Agora considere um cenário ligeiramente alterado, onde o remetente não é uma pessoa de boa fé, mas sim um gullibilitator (veja a segunda matriz). Ele (ou ela), em primeiro lugar, quer mentir e ser acreditado. Caso contrário, ele diria a verdade e seria acreditado. Todas as outras preferências permanecem as mesmas e algumas características-chave do dilema são preservadas: não há estratégias dominantes, e os desejos primários e secundários ainda são os mesmos para ambos os jogadores. Além disso, a verdade aceita ainda é o resultado mais eficiente. No entanto, a pequena mudança nas preferências do remetente tem consequências dramáticas. O jogo revisado é instável. Por quê? Observe que a verdade aceita não é mais um equilíbrio de Nash. Quando este remetente é confrontado com um receptor que aceita, ele vai querer mentir. No entanto, o receptor contará com rejeição, e a rejeição de mentiras ainda é um equilíbrio de Nash, um estado levemente insatisfatório. De acordo com a teoria dos movimentos, um remetente mentiroso, mas racional, acabará por aceitar a verdade aceita, sabendo que seu segundo melhor resultado [3] é melhor do que o resultado médio [2.5] obtido do ciclismo em torno da matriz.

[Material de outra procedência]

//! A table plus the rules highlighting it.
//!
//! The model owns the data for one view, its `FilterManager`, and an
//! optional precomputed highlight mask. When a mask is attached it wins over
//! re-evaluating the rules, so derived views can highlight by a union of
//! rule sets the manager alone cannot express.
//!
//! The model subscribes to its own `FilterManager`: every rule change and
//! every model event bumps a revision counter, which views compare against
//! to know when their cached rows are out of date.

use crate::data::datatable::{ColumnKind, ColumnStats, DataTable, DataValue};
use crate::filter::manager::{FilterManager, ObserverId};
use crate::filter::rule::Rgb;
use anyhow::{anyhow, Result};
use std::cell::Cell;
use std::fmt;
use std::rc::Rc;
use std::sync::atomic::{AtomicU64, Ordering};
use tracing::{debug, info, trace};

/// Prefix shown in front of headers of filtered columns
pub const FILTER_INDICATOR: &str = "[F] ";

/// Strip the filter indicator from a displayed header
pub fn strip_filter_indicator(label: &str) -> &str {
    label.strip_prefix(FILTER_INDICATOR).unwrap_or(label)
}

#[derive(Debug, Clone, PartialEq)]
pub enum ModelEvent {
    DataLoaded { rows: usize, columns: usize },
    CellUpdated { row: usize, column: String },
    HighlightChanged,
    Sorted { column: String, ascending: bool },
}

type ModelObserver = Box<dyn FnMut(&ModelEvent)>;

static NEXT_REVISION: AtomicU64 = AtomicU64::new(1);

/// Revisions are unique across models, so a view never mistakes a swapped-in
/// model for the one it last saw
fn next_revision() -> u64 {
    NEXT_REVISION.fetch_add(1, Ordering::Relaxed)
}

pub struct TableModel {
    table: DataTable,
    filters: FilterManager,
    highlight_mask: Option<Vec<bool>>,
    observers: Vec<(ObserverId, ModelObserver)>,
    next_observer_id: ObserverId,
    revision: Rc<Cell<u64>>,
}

impl fmt::Debug for TableModel {
    fn fmt(&self, f: &mut fmt::Formatter<'_>) -> fmt::Result {
        f.debug_struct("TableModel")
            .field("table", &self.table.name)
            .field("rows", &self.table.row_count())
            .field("filters", &self.filters)
            .field("has_mask", &self.highlight_mask.is_some())
            .field("revision", &self.revision.get())
            .finish()
    }
}

impl TableModel {
    pub fn new(table: DataTable) -> Self {
        let revision = Rc::new(Cell::new(next_revision()));
        let mut filters = FilterManager::new();
        let counter = Rc::clone(&revision);
        filters.add_observer(move |event| {
            counter.set(next_revision());
            trace!(target: "model", "Rules changed: {}", event.name());
        });

        Self {
            table,
            filters,
            highlight_mask: None,
            observers: Vec::new(),
            next_observer_id: 0,
            revision,
        }
    }

    /// Changes seen so far, from the rules or the model itself
    pub fn revision(&self) -> u64 {
        self.revision.get()
    }

    pub fn add_observer<F>(&mut self, callback: F) -> ObserverId
    where
        F: FnMut(&ModelEvent) + 'static,
    {
        let id = self.next_observer_id;
        self.next_observer_id += 1;
        self.observers.push((id, Box::new(callback)));
        id
    }

    pub fn remove_observer(&mut self, id: ObserverId) -> bool {
        let before = self.observers.len();
        self.observers.retain(|(observer_id, _)| *observer_id != id);
        before != self.observers.len()
    }

    fn notify(&mut self, event: ModelEvent) {
        self.revision.set(next_revision());
        for (_, observer) in self.observers.iter_mut() {
            observer(&event);
        }
    }

    pub fn table(&self) -> &DataTable {
        &self.table
    }

    pub fn filters(&self) -> &FilterManager {
        &self.filters
    }

    pub fn filters_mut(&mut self) -> &mut FilterManager {
        &mut self.filters
    }

    /// Swap in a new table; rules and the mask no longer apply and are dropped
    pub fn set_table(&mut self, table: DataTable) {
        info!(
            target: "model",
            "Loading '{}' ({} rows, {} columns)",
            table.name,
            table.row_count(),
            table.column_count()
        );
        self.table = table;
        self.filters.clear_all();
        self.highlight_mask = None;
        let event = ModelEvent::DataLoaded {
            rows: self.table.row_count(),
            columns: self.table.column_count(),
        };
        self.notify(event);
    }

    /// Replace the table while keeping the rules, as after a merge
    pub fn replace_rows(&mut self, table: DataTable) {
        self.table = table;
        self.highlight_mask = None;
        let event = ModelEvent::DataLoaded {
            rows: self.table.row_count(),
            columns: self.table.column_count(),
        };
        self.notify(event);
    }

    pub fn row_count(&self) -> usize {
        self.table.row_count()
    }

    pub fn column_count(&self) -> usize {
        self.table.column_count()
    }

    /// Header as displayed, with the indicator on filtered columns
    pub fn header_label(&self, col: usize) -> Option<String> {
        let name = &self.table.columns.get(col)?.name;
        if self.filters.has_filters_for_column(name) {
            Some(format!("{}{}", FILTER_INDICATOR, name))
        } else {
            Some(name.clone())
        }
    }

    pub fn header_labels(&self) -> Vec<String> {
        (0..self.column_count())
            .filter_map(|col| self.header_label(col))
            .collect()
    }

    /// Resolve a displayed or plain header to a column index
    pub fn column_for_label(&self, label: &str) -> Option<usize> {
        self.table.get_column_index(strip_filter_indicator(label))
    }

    pub fn highlight_mask(&self) -> Option<&[bool]> {
        self.highlight_mask.as_deref()
    }

    pub fn set_highlight_mask(&mut self, mask: Option<Vec<bool>>) {
        self.highlight_mask = mask;
        self.notify(ModelEvent::HighlightChanged);
    }

    /// Mask first, then the rules; no rules means nothing is highlighted
    pub fn is_row_highlighted(&self, row: usize) -> bool {
        if let Some(mask) = &self.highlight_mask {
            if row < mask.len() {
                return mask[row];
            }
        }

        if !self.filters.has_filters() {
            return false;
        }

        self.filters.matches_all_filters(&self.table, row)
    }

    pub fn highlighted_rows(&self) -> Vec<bool> {
        (0..self.row_count())
            .map(|row| self.is_row_highlighted(row))
            .collect()
    }

    /// Background of one cell: colour of the first matching rule on its column
    pub fn cell_color(&self, row: usize, col: usize) -> Option<Rgb> {
        let column = self.table.columns.get(col)?;
        let value = self.table.get_value(row, col)?;
        self.filters.get_color_for_cell(&column.name, value)
    }

    /// Edit one cell from user input, coercing it to the column type
    pub fn set_cell(&mut self, row: usize, column: &str, input: &str) -> Result<DataValue> {
        let col = self
            .column_for_label(column)
            .ok_or_else(|| anyhow!("Unknown column '{}'", column))?;
        if row >= self.table.row_count() {
            return Err(anyhow!(
                "Row {} out of range (table has {} rows)",
                row,
                self.table.row_count()
            ));
        }

        let value = self.table.coerce_input(col, input);
        self.table.set_value(row, col, value.clone());
        self.table.refresh_column_stats();
        debug!(target: "model", "Set row {} '{}' to {:?}", row, column, value);

        let column = self.table.columns[col].name.clone();
        self.notify(ModelEvent::CellUpdated { row, column });
        Ok(value)
    }

    pub fn column_kind(&self, column: &str) -> Option<ColumnKind> {
        self.table
            .get_column(strip_filter_indicator(column))
            .map(|c| c.data_type.kind())
    }

    pub fn column_stats(&self, column: &str) -> Option<ColumnStats> {
        self.table.column_stats(strip_filter_indicator(column))
    }

    /// Sort rows on one column, carrying the highlight mask along
    pub fn sort_by(&mut self, column: &str, ascending: bool) -> Result<()> {
        let col = self
            .column_for_label(column)
            .ok_or_else(|| anyhow!("Unknown column '{}'", column))?;

        let order = self.table.sort_order(col, ascending);
        self.table.reorder(&order);
        if let Some(mask) = self.highlight_mask.take() {
            self.highlight_mask = Some(
                order
                    .iter()
                    .map(|&idx| mask.get(idx).copied().unwrap_or(false))
                    .collect(),
            );
        }

        let column = self.table.columns[col].name.clone();
        self.notify(ModelEvent::Sorted { column, ascending });
        Ok(())
    }

    /// Independent copy of a set of rows with no rules attached
    pub fn snapshot(&self, rows: &[usize]) -> TableModel {
        TableModel::new(self.table.select_rows(rows))
    }
}

#[cfg(test)]
mod tests {
    use super::*;
    use crate::filter::rule::{FilterRule, NumericOperator};
    use std::cell::RefCell;
    use std::rc::Rc;

    fn model() -> TableModel {
        TableModel::new(
            DataTable::from_rows(
                "students",
                &["GPA", "Status"],
                vec![
                    vec![DataValue::Float(3.6), DataValue::String("Active".to_string())],
                    vec![DataValue::Float(2.1), DataValue::String("Probation".to_string())],
                    vec![DataValue::Float(3.9), DataValue::String("Active".to_string())],
                ],
            )
            .unwrap(),
        )
    }

    fn gpa_high() -> FilterRule {
        FilterRule::numeric("GPA", NumericOperator::GreaterOrEqual, 3.5)
    }

    #[test]
    fn test_no_filters_means_nothing_highlighted() {
        let model = model();
        assert_eq!(model.highlighted_rows(), vec![false, false, false]);
    }

    #[test]
    fn test_highlight_from_rules_and_mask() {
        let mut model = model();
        model.filters_mut().add_filter(gpa_high());
        assert_eq!(model.highlighted_rows(), vec![true, false, true]);

        model.set_highlight_mask(Some(vec![false, true]));
        // Rows past the end of the mask fall back to the rules
        assert_eq!(model.highlighted_rows(), vec![false, true, true]);
    }

    #[test]
    fn test_header_indicator() {
        let mut model = model();
        model.filters_mut().add_filter(gpa_high());
        assert_eq!(model.header_labels(), vec!["[F] GPA", "Status"]);
        assert_eq!(model.column_for_label("[F] GPA"), Some(0));
        assert_eq!(model.column_for_label("Status"), Some(1));
    }

    #[test]
    fn test_set_table_resets_rules() {
        let events = Rc::new(RefCell::new(Vec::new()));
        let mut model = model();
        let sink = events.clone();
        model.add_observer(move |e| sink.borrow_mut().push(e.clone()));
        model.filters_mut().add_filter(gpa_high());
        model.set_highlight_mask(Some(vec![true, true, true]));

        model.set_table(DataTable::new("empty"));
        assert!(!model.filters().has_filters());
        assert!(model.highlight_mask().is_none());
        assert_eq!(
            events.borrow().last(),
            Some(&ModelEvent::DataLoaded { rows: 0, columns: 0 })
        );
    }

    #[test]
    fn test_revision_follows_rules_and_edits() {
        let mut model = model();
        let start = model.revision();

        model.filters_mut().add_filter(gpa_high());
        let after_add = model.revision();
        assert!(after_add > start);

        model.set_cell(0, "GPA", "3.0").unwrap();
        assert!(model.revision() > after_add);

        let before_clear = model.revision();
        model.filters_mut().clear_column_filters("Status");
        assert_eq!(model.revision(), before_clear);
    }

    #[test]
    fn test_set_cell_coerces_or_keeps_raw() {
        let mut model = model();
        assert_eq!(model.set_cell(1, "GPA", "3.7").unwrap(), DataValue::Float(3.7));
        assert_eq!(model.set_cell(1, "[F] GPA", "").unwrap(), DataValue::Null);
        assert_eq!(
            model.set_cell(1, "GPA", "withdrawn").unwrap(),
            DataValue::String("withdrawn".to_string())
        );
        assert!(model.set_cell(9, "GPA", "1").is_err());
        assert!(model.set_cell(0, "Major", "x").is_err());
    }

    #[test]
    fn test_cell_color() {
        let mut model = model();
        model.filters_mut().add_filter(gpa_high());
        assert_eq!(model.cell_color(0, 0), Some(gpa_high().color()));
        assert_eq!(model.cell_color(1, 0), None);
        assert_eq!(model.cell_color(0, 1), None);
    }

    #[test]
    fn test_sort_carries_mask() {
        let mut model = model();
        model.set_highlight_mask(Some(vec![false, true, false]));
        model.sort_by("GPA", true).unwrap();
        assert_eq!(model.highlight_mask(), Some(&[true, false, false][..]));
        assert_eq!(
            model.table().get_value_by_name(0, "Status").unwrap().to_string(),
            "Probation"
        );
    }

    #[test]
    fn test_column_kind() {
        let model = model();
        assert_eq!(model.column_kind("GPA"), Some(ColumnKind::Numeric));
        assert_eq!(model.column_kind("Status"), Some(ColumnKind::Text));
        assert_eq!(model.column_kind("Nope"), None);
    }
}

O que isso tem a ver com Švejk? O bom soldado jogou um nível superior, um meta-jogo ainda não formalizado pela teoria acadêmica. Concordando por padrão, Švejk eliminou a variação de seu comportamento. O austríaco Apparat nunca poderia imaginá -lo porque seu comportamento era previsível demais. O comportamento perfeitamente previsível não pode ser diagnóstico da pessoa. Se você quer enganar alguém contando um monte de mentiras ou uma mistura aleatória de laços e verdades (ex. Besteira, Frankfurt, 2005), e você acha que essa pessoa invariavelmente concorda, é como se nunca tivesse dito nada a ele.

A propósito, parece-me que Švejk não passaria no teste de Turing.

Brams, SJ (1994). Teoria dos movimentos . Nova York, NY: Cambridge University Press.

Frankfurt, HG (2005). Na besteira . Princeton, NJ: Princeton University Press.